Ich würde empfehlen, mit IC 423 anzufangen. Hier kann man zwischen Alnilam und Mintaka hin und her schwenken. Fängt man bei Alnilam an, so sieht man sofort um ihn herum die Sterne von Collinder 70. Westlich von Alnilam sieht man eine Sternenkette, die senkrecht auf die Verbindung von Alnilam und Mintaka steht. Von dieser zweigt eine weitere Sternenkette ab, die etwas gebogen ist und zu dem kleinen Sternhaufen um Mintaka (der noch keinen Katalognamen hat) rüberführt. Die Sterne wickeln sich hier quasi um Mintaka, und die gebogenen Kette verbindet optisch Collinder 70 mit dem Haufen um Mintaka. Jetzt kann man zählen. Die ersten zwei Sterne haben nur einen kleinen Winkel zu der Sternkette von Collinder 70, die nächsten zwei sind dann dazu ziemlich nach links geknickt. Und mit diesen beiden Sternen bildet IC 423 ein etwa gleichschenkliges Dreieck und steht nördlich. Geht man weiter nach Nornodost, dann kommen wieder zwei hellere Sterne, die mit den beiden Ausgangssternen undgefähr ein Rechteck bilden. IC 423 ist am Mittelpunkt des Rechtecks. Das Rechteck ist wichtig, also sollte man das erstmal finden, dann nach IC 423 schauen (und hoffentlich Erfolg haben). Man kann sich dann von der Nacktschnecke entzücken lassen (oder vom Gespenst, je nach Namensvorliebe).
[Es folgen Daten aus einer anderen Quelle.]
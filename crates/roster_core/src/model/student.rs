//! Student domain model.
//!
//! # Responsibility
//! - Define the persisted `Student` record and the unsaved `NewStudent` draft.
//! - Validate name/email shape before anything reaches storage.
//!
//! # Invariants
//! - `Student::id` is assigned by the store on insert and never changes.
//! - `name` is non-blank and `email` is `local@domain.tld` shaped.
//! - Email uniqueness is a registry-level rule, not checked here.

use once_cell::sync::Lazy;
use regex::Regex;
use serde::{Deserialize, Serialize};
use std::error::Error;
use std::fmt::{Display, Formatter};
use std::str::FromStr;

static EMAIL_RE: Lazy<Regex> =
    Lazy::new(|| Regex::new(r"^[^@\s]+@[^@\s]+\.[^@\s]+$").expect("valid email regex"));

/// Store-assigned student identifier.
pub type StudentId = i64;

/// Closed gender enumeration.
///
/// Wire and storage form is the upper-case variant name (`MALE`, `FEMALE`,
/// `OTHER`).
#[derive(Debug, Clone, Copy, PartialEq, Eq, Hash, Serialize, Deserialize)]
#[serde(rename_all = "SCREAMING_SNAKE_CASE")]
pub enum Gender {
    Male,
    Female,
    Other,
}

impl Gender {
    /// Stable upper-case name used on the wire and in the `students` table.
    pub fn as_str(self) -> &'static str {
        match self {
            Self::Male => "MALE",
            Self::Female => "FEMALE",
            Self::Other => "OTHER",
        }
    }

    /// Parses a gender name, ignoring ASCII case and surrounding whitespace.
    ///
    /// # Errors
    /// - Returns `StudentValidationError::UnknownGender` for any other value.
    pub fn parse(value: &str) -> Result<Self, StudentValidationError> {
        match value.trim().to_ascii_uppercase().as_str() {
            "MALE" => Ok(Self::Male),
            "FEMALE" => Ok(Self::Female),
            "OTHER" => Ok(Self::Other),
            _ => Err(StudentValidationError::UnknownGender(value.to_string())),
        }
    }
}

impl Display for Gender {
    fn fmt(&self, f: &mut Formatter<'_>) -> std::fmt::Result {
        f.write_str(self.as_str())
    }
}

impl FromStr for Gender {
    type Err = StudentValidationError;

    fn from_str(s: &str) -> Result<Self, Self::Err> {
        Self::parse(s)
    }
}

/// Field-level validation failures for student input.
#[derive(Debug, Clone, PartialEq, Eq)]
pub enum StudentValidationError {
    /// `name` is empty after trim.
    BlankName,
    /// `email` does not look like `local@domain.tld`.
    InvalidEmail(String),
    /// Gender name outside `MALE|FEMALE|OTHER`.
    UnknownGender(String),
}

impl Display for StudentValidationError {
    fn fmt(&self, f: &mut Formatter<'_>) -> std::fmt::Result {
        match self {
            Self::BlankName => write!(f, "student name must not be blank"),
            Self::InvalidEmail(value) => write!(f, "invalid email address `{value}`"),
            Self::UnknownGender(value) => write!(
                f,
                "unknown gender `{value}`; expected MALE|FEMALE|OTHER"
            ),
        }
    }
}

impl Error for StudentValidationError {}

/// Unsaved student draft submitted for registration.
///
/// Deserialization runs the same validation as [`NewStudent::new`].
#[derive(Debug, Clone, PartialEq, Eq, Serialize, Deserialize)]
#[serde(try_from = "RawNewStudent")]
pub struct NewStudent {
    pub name: String,
    pub email: String,
    pub gender: Gender,
}

#[derive(Deserialize)]
struct RawNewStudent {
    name: String,
    email: String,
    gender: Gender,
}

impl TryFrom<RawNewStudent> for NewStudent {
    type Error = StudentValidationError;

    fn try_from(value: RawNewStudent) -> Result<Self, Self::Error> {
        Self::new(value.name, value.email, value.gender)
    }
}

impl NewStudent {
    /// Builds a validated draft. Name and email are trimmed.
    ///
    /// # Errors
    /// - `BlankName` when `name` is empty after trim.
    /// - `InvalidEmail` when `email` is not address shaped.
    pub fn new(
        name: impl Into<String>,
        email: impl Into<String>,
        gender: Gender,
    ) -> Result<Self, StudentValidationError> {
        let student = Self {
            name: name.into().trim().to_string(),
            email: email.into().trim().to_string(),
            gender,
        };
        student.validate()?;
        Ok(student)
    }

    /// Checks field-level invariants.
    ///
    /// Fields are public, so write paths call this again before persisting.
    pub fn validate(&self) -> Result<(), StudentValidationError> {
        validate_fields(&self.name, &self.email)
    }
}

/// Persisted student record.
#[derive(Debug, Clone, PartialEq, Eq, Serialize, Deserialize)]
pub struct Student {
    pub id: StudentId,
    pub name: String,
    pub email: String,
    pub gender: Gender,
}

impl Student {
    /// Attaches a store-assigned id to a draft.
    pub fn from_new(id: StudentId, student: NewStudent) -> Self {
        Self {
            id,
            name: student.name,
            email: student.email,
            gender: student.gender,
        }
    }

    /// Checks field-level invariants of a persisted record.
    pub fn validate(&self) -> Result<(), StudentValidationError> {
        validate_fields(&self.name, &self.email)
    }
}

fn validate_fields(name: &str, email: &str) -> Result<(), StudentValidationError> {
    if name.trim().is_empty() {
        return Err(StudentValidationError::BlankName);
    }
    if !EMAIL_RE.is_match(email) {
        return Err(StudentValidationError::InvalidEmail(email.to_string()));
    }
    Ok(())
}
Ich habe hier die beiden Sternketten rot markiert und das Rechteck gelb (die südliche, kurze Seite verdeckt etwas die rote Linie, aber es sollte erkennbar sein, denke ich):
Quelle: SDSS, von Wikisky.org, Markierung von mir
Hat man IC 423 gesehen, muss man nun nur noch die beiden nördlichen Rechtecksterne erneut aufsuchen (die nordnordöstliche, kurze Seite des Rechtecks). Man sieht, dass das Nebelchen fast auf der kurzen Seite des Rechtecks zu finden ist. Es steht fast bei HD 36683 (8m3, der westliche Stern der kurzen Seite). Ich drücke die Daumen, dass etwas zu sehen ist. Um die beiden Augen zu erkennen, sollten es vermutlich schon 12 Zoll sein, 10 Zoll sind eng, aber sicher nicht unmöglich. Der Nebel muss ja aber auch noch dazu kommen.
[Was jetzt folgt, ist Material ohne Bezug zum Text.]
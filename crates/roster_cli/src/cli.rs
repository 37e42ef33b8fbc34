use clap::{Args, Parser, Subcommand};
use roster_core::{default_log_level, Gender, StudentId};
use std::path::PathBuf;

const DEFAULT_DB_FILE_NAME: &str = "roster.sqlite3";

#[derive(Debug, Parser)]
#[command(
    name = "roster",
    about = "Student registry backed by SQLite",
    version = roster_core::core_version(),
)]
pub struct Cli {
    #[command(subcommand)]
    pub command: Command,

    /// SQLite database file. Defaults to `roster.sqlite3` in the temp dir.
    #[arg(long, global = true, env = "ROSTER_DB_PATH")]
    pub db: Option<PathBuf>,

    /// trace|debug|info|warn|error
    #[arg(long, global = true, env = "ROSTER_LOG_LEVEL")]
    pub log_level: Option<String>,

    /// Directory for rolling log files. Logging is off when unset.
    #[arg(long, global = true, env = "ROSTER_LOG_DIR")]
    pub log_dir: Option<PathBuf>,

    /// Print results as JSON.
    #[arg(long, global = true)]
    pub json: bool,
}

#[derive(Debug, Subcommand)]
pub enum Command {
    /// List all registered students
    List,
    /// Register a new student
    Add(AddArgs),
    /// Show one student
    Show(IdArgs),
    /// Delete a student by id
    Delete(IdArgs),
}

#[derive(Debug, Args)]
pub struct AddArgs {
    #[arg(long)]
    pub name: String,
    #[arg(long)]
    pub email: String,
    /// MALE|FEMALE|OTHER (case-insensitive)
    #[arg(long)]
    pub gender: Gender,
}

#[derive(Debug, Args)]
pub struct IdArgs {
    pub id: StudentId,
}

impl Cli {
    pub fn db_path(&self) -> PathBuf {
        self.db
            .clone()
            .unwrap_or_else(|| std::env::temp_dir().join(DEFAULT_DB_FILE_NAME))
    }

    pub fn log_level(&self) -> &str {
        self.log_level.as_deref().unwrap_or(default_log_level())
    }
}
//! Repository layer abstractions and persistence implementations.
//!
//! # Responsibility
//! - Define the student record store contract.
//! - Isolate SQLite query details from the registry service.
//!
//! # Invariants
//! - Write paths validate drafts before any SQL mutation.
//! - A unique-index violation on email surfaces as `RepoError::DuplicateEmail`,
//!   not as a raw SQLite error.

pub mod student_repo;
//! Core use-case services.
//!
//! # Responsibility
//! - Enforce registry business rules above the repository layer.
//! - Keep CLI/front-end layers decoupled from storage details.

pub mod student_service;
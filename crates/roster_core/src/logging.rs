//! Process-wide logging bootstrap.
//!
//! # Responsibility
//! - Start rolling file logs once per process.
//! - Capture panics as sanitized log events.
//!
//! # Invariants
//! - Re-initialization with the same level and directory is a no-op.
//! - Re-initialization with a different level or directory is rejected.
//! - Initialization never panics.
//! - Events carry ids and status metadata only; student names and emails are
//!   never logged.

use flexi_logger::{Cleanup, Criterion, FileSpec, Logger, LoggerHandle, Naming, WriteMode};
use log::{error, info};
use once_cell::sync::OnceCell;
use std::error::Error;
use std::fmt::{Display, Formatter};
use std::path::{Path, PathBuf};

const LOG_FILE_BASENAME: &str = "roster";
const MAX_LOG_FILE_SIZE_BYTES: u64 = 10 * 1024 * 1024;
const MAX_LOG_FILES: usize = 5;
const MAX_PANIC_PAYLOAD_CHARS: usize = 160;

static LOGGING_STATE: OnceCell<LoggingState> = OnceCell::new();
static PANIC_HOOK_INSTALLED: OnceCell<()> = OnceCell::new();

struct LoggingState {
    level: &'static str,
    log_dir: PathBuf,
    _logger: LoggerHandle,
}

/// Logging bootstrap failures.
#[derive(Debug, Clone, PartialEq, Eq)]
pub enum LoggingError {
    UnsupportedLevel(String),
    InvalidLogDir(String),
    /// Logging already runs with a different level or directory.
    Conflict { active: String, requested: String },
    Backend(String),
}

impl Display for LoggingError {
    fn fmt(&self, f: &mut Formatter<'_>) -> std::fmt::Result {
        match self {
            Self::UnsupportedLevel(level) => write!(
                f,
                "unsupported log level `{level}`; expected trace|debug|info|warn|error"
            ),
            Self::InvalidLogDir(details) => write!(f, "invalid log directory: {details}"),
            Self::Conflict { active, requested } => write!(
                f,
                "logging already initialized with `{active}`; refusing to switch to `{requested}`"
            ),
            Self::Backend(details) => write!(f, "failed to start logger: {details}"),
        }
    }
}

impl Error for LoggingError {}

/// Starts file logging at `level` under the absolute directory `log_dir`.
///
/// # Errors
/// - `UnsupportedLevel` for anything outside `trace|debug|info|warn|error`.
/// - `InvalidLogDir` for an empty or relative path, or one that cannot be
///   created.
/// - `Conflict` when logging already runs with another configuration.
/// - `Backend` when `flexi_logger` fails to start.
pub fn init_logging(level: &str, log_dir: &Path) -> Result<(), LoggingError> {
    let level = normalize_level(level)?;
    let log_dir = normalize_log_dir(log_dir)?;

    if let Some(state) = LOGGING_STATE.get() {
        return check_same_config(state, level, &log_dir);
    }

    let state = LOGGING_STATE.get_or_try_init(|| start_logger(level, &log_dir))?;
    check_same_config(state, level, &log_dir)
}

/// Returns `(level, log_dir)` of the active logger, if any.
pub fn logging_status() -> Option<(&'static str, PathBuf)> {
    LOGGING_STATE
        .get()
        .map(|state| (state.level, state.log_dir.clone()))
}

/// Returns `debug` for debug builds and `info` for release builds.
pub fn default_log_level() -> &'static str {
    if cfg!(debug_assertions) {
        "debug"
    } else {
        "info"
    }
}

fn start_logger(level: &'static str, log_dir: &Path) -> Result<LoggingState, LoggingError> {
    std::fs::create_dir_all(log_dir).map_err(|err| {
        LoggingError::InvalidLogDir(format!("cannot create `{}`: {err}", log_dir.display()))
    })?;

    let logger = Logger::try_with_str(level)
        .map_err(|err| LoggingError::Backend(err.to_string()))?
        .log_to_file(
            FileSpec::default()
                .directory(log_dir)
                .basename(LOG_FILE_BASENAME),
        )
        .rotate(
            Criterion::Size(MAX_LOG_FILE_SIZE_BYTES),
            Naming::Numbers,
            Cleanup::KeepLogFiles(MAX_LOG_FILES),
        )
        .write_mode(WriteMode::BufferAndFlush)
        .append()
        .format_for_files(flexi_logger::detailed_format)
        .start()
        .map_err(|err| LoggingError::Backend(err.to_string()))?;

    install_panic_hook_once();
    info!(
        "event=logging_init module=core status=ok level={level} platform={} version={}",
        std::env::consts::OS,
        env!("CARGO_PKG_VERSION")
    );

    Ok(LoggingState {
        level,
        log_dir: log_dir.to_path_buf(),
        _logger: logger,
    })
}

fn check_same_config(
    state: &LoggingState,
    level: &'static str,
    log_dir: &Path,
) -> Result<(), LoggingError> {
    if state.log_dir != log_dir {
        return Err(LoggingError::Conflict {
            active: state.log_dir.display().to_string(),
            requested: log_dir.display().to_string(),
        });
    }
    if state.level != level {
        return Err(LoggingError::Conflict {
            active: state.level.to_string(),
            requested: level.to_string(),
        });
    }
    Ok(())
}

fn normalize_level(level: &str) -> Result<&'static str, LoggingError> {
    match level.trim().to_ascii_lowercase().as_str() {
        "trace" => Ok("trace"),
        "debug" => Ok("debug"),
        "info" => Ok("info"),
        "warn" | "warning" => Ok("warn"),
        "error" => Ok("error"),
        other => Err(LoggingError::UnsupportedLevel(other.to_string())),
    }
}

fn normalize_log_dir(log_dir: &Path) -> Result<PathBuf, LoggingError> {
    if log_dir.as_os_str().is_empty() {
        return Err(LoggingError::InvalidLogDir("path is empty".to_string()));
    }
    if !log_dir.is_absolute() {
        return Err(LoggingError::InvalidLogDir(format!(
            "`{}` is not absolute",
            log_dir.display()
        )));
    }
    Ok(log_dir.to_path_buf())
}

fn install_panic_hook_once() {
    if PANIC_HOOK_INSTALLED.set(()).is_err() {
        return;
    }

    let previous_hook = std::panic::take_hook();
    std::panic::set_hook(Box::new(move |panic_info| {
        let location = panic_info
            .location()
            .map(|loc| format!("{}:{}", loc.file(), loc.line()))
            .unwrap_or_else(|| "unknown".to_string());
        let payload = panic_payload_summary(panic_info);
        error!("event=panic_captured module=core status=error location={location} payload={payload}");
        previous_hook(panic_info);
    }));
}

fn panic_payload_summary(info: &std::panic::PanicHookInfo<'_>) -> String {
    let payload = info
        .payload()
        .downcast_ref::<&str>()
        .map(|message| (*message).to_string())
        .or_else(|| info.payload().downcast_ref::<String>().cloned())
        .unwrap_or_else(|| "non-string panic payload".to_string());
    sanitize_message(&payload, MAX_PANIC_PAYLOAD_CHARS)
}

// Payloads may echo user input; keep them on one line and bounded.
fn sanitize_message(value: &str, max_chars: usize) -> String {
    let normalized = value.replace(['\n', '\r'], " ");
    let mut truncated = normalized.chars().take(max_chars).collect::<String>();
    if normalized.chars().count() > max_chars {
        truncated.push_str("...");
    }
    truncated
}

#[cfg(test)]
mod tests {
    use super::{
        init_logging, logging_status, normalize_level, normalize_log_dir, sanitize_message,
        LoggingError,
    };
    use std::path::{Path, PathBuf};
    use std::time::{SystemTime, UNIX_EPOCH};

    fn unique_temp_dir(suffix: &str) -> PathBuf {
        let nanos = SystemTime::now()
            .duration_since(UNIX_EPOCH)
            .expect("system time should be after unix epoch")
            .as_nanos();
        std::env::temp_dir().join(format!(
            "roster-logging-{suffix}-{}-{nanos}",
            std::process::id()
        ))
    }

    #[test]
    fn normalize_level_accepts_known_values() {
        assert_eq!(normalize_level("INFO").unwrap(), "info");
        assert_eq!(normalize_level(" warning ").unwrap(), "warn");
        assert_eq!(
            normalize_level("verbose").unwrap_err(),
            LoggingError::UnsupportedLevel("verbose".to_string())
        );
    }

    #[test]
    fn normalize_log_dir_rejects_relative_and_empty_paths() {
        assert!(matches!(
            normalize_log_dir(Path::new("logs/dev")),
            Err(LoggingError::InvalidLogDir(_))
        ));
        assert!(matches!(
            normalize_log_dir(Path::new("")),
            Err(LoggingError::InvalidLogDir(_))
        ));
    }

    #[test]
    fn sanitize_message_removes_newlines_and_truncates() {
        let sanitized = sanitize_message("line1\nline2\rline3", 8);
        assert!(!sanitized.contains('\n'));
        assert!(!sanitized.contains('\r'));
        assert!(sanitized.ends_with("..."));
    }

    #[test]
    fn init_logging_is_idempotent_and_rejects_conflicts() {
        let log_dir = unique_temp_dir("idempotent");
        let other_dir = unique_temp_dir("different");

        init_logging("info", &log_dir).unwrap();
        init_logging("INFO", &log_dir).unwrap();

        let level_err = init_logging("debug", &log_dir).unwrap_err();
        assert!(matches!(level_err, LoggingError::Conflict { .. }));
        let dir_err = init_logging("info", &other_dir).unwrap_err();
        assert!(dir_err.to_string().contains("refusing to switch"));

        let (level, dir) = logging_status().unwrap();
        assert_eq!(level, "info");
        assert_eq!(dir, log_dir);
    }
}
Der Weg zu IC 426 ist jetzt nicht mehr weit. Ich habe hier den Weg markiert:
Quelle: SDSS, von Wikisky.org, Markierung von mir
Man verlängert die östliche, lange Seite des Rechtecks, findet zwei nahe Sterne (8m5 und 9m3), die als optisches Doppel quer zur Schwenkrichtung stehen und geht den violett markierten Pfad weiter bis zu einem hellen Stern (7m4). Hier macht die Sternfigur einen Knick nach Nordwesten. Diese Sternkette gehört zum Mintaka-Haufen. Den Knick nutzen wir als Richtungspfeil, denn er weist den Weg nach Osten hin zu IC 426 (Pfeil in Orange). Man kommt dann direkt zu einer kleinen Sterngruppe (ca. 8m4 bis 10m), die wie ein kleiner Sternhaufen wirkt (gehört zu Collinder 70). Ich habe dieser Gruppe hier mal gelb markiert (sieht aus wie ein Stuhl, um 90° gedreht auch wie der Buchstabe tau) und man kann hier direkt IC 426 verorten:
Quelle: SDSS, von Wikisky.org, Markierung und Beschriftung von mir
Die drei sind auch ein wunderbares Fotomotiv. Sehr schön hat sie das Capella-Observatorium fotografiert: http://www.capella-observatory…s/DiffuseNebula/IC423.htm
Hier noch ein Detailfoto von zwei der drei Tierchen: https://www.skiesbyafrica.com/Nebulae/IC423.html
Bernhard Hubl hat IC 426 sehr schön fotografiert: http://www.astrophoton.com/IC0426.htm
Auf vdB 48 als Objekt habe ich bewusst beim OdM verzichtet, da ich hier kein Tier erkenne und das Objekt noch diffuser ist. Was man aber auf allen Fotos von IC 426 sehen kann: die arme Qualle ist etwas verletzt und hat zwei kleine Tentakelstücke verloren. Die wären aber wohl nur was für große Lichteimer.
Beobachtungsziele:
- Was ist die kleinste Öffnung, mit der ihr überhaupt etwas oder einen von den drei Nebeln sehen könnt?
- Ab welcher Öffnung sind alle drei zu sehen?
- Ab welcher Öffnung ist der kleine Wurm mit beiden leuchtenden Augen auszumachen?
Dann wünsche ich viel Erfolg und Freude beim Beobachten und/oder Fotografieren. Beim Starhopping lernt man ganz nebenbei noch Details von zwei Sternhaufen kennen, was mir natürlich besonders gefällt.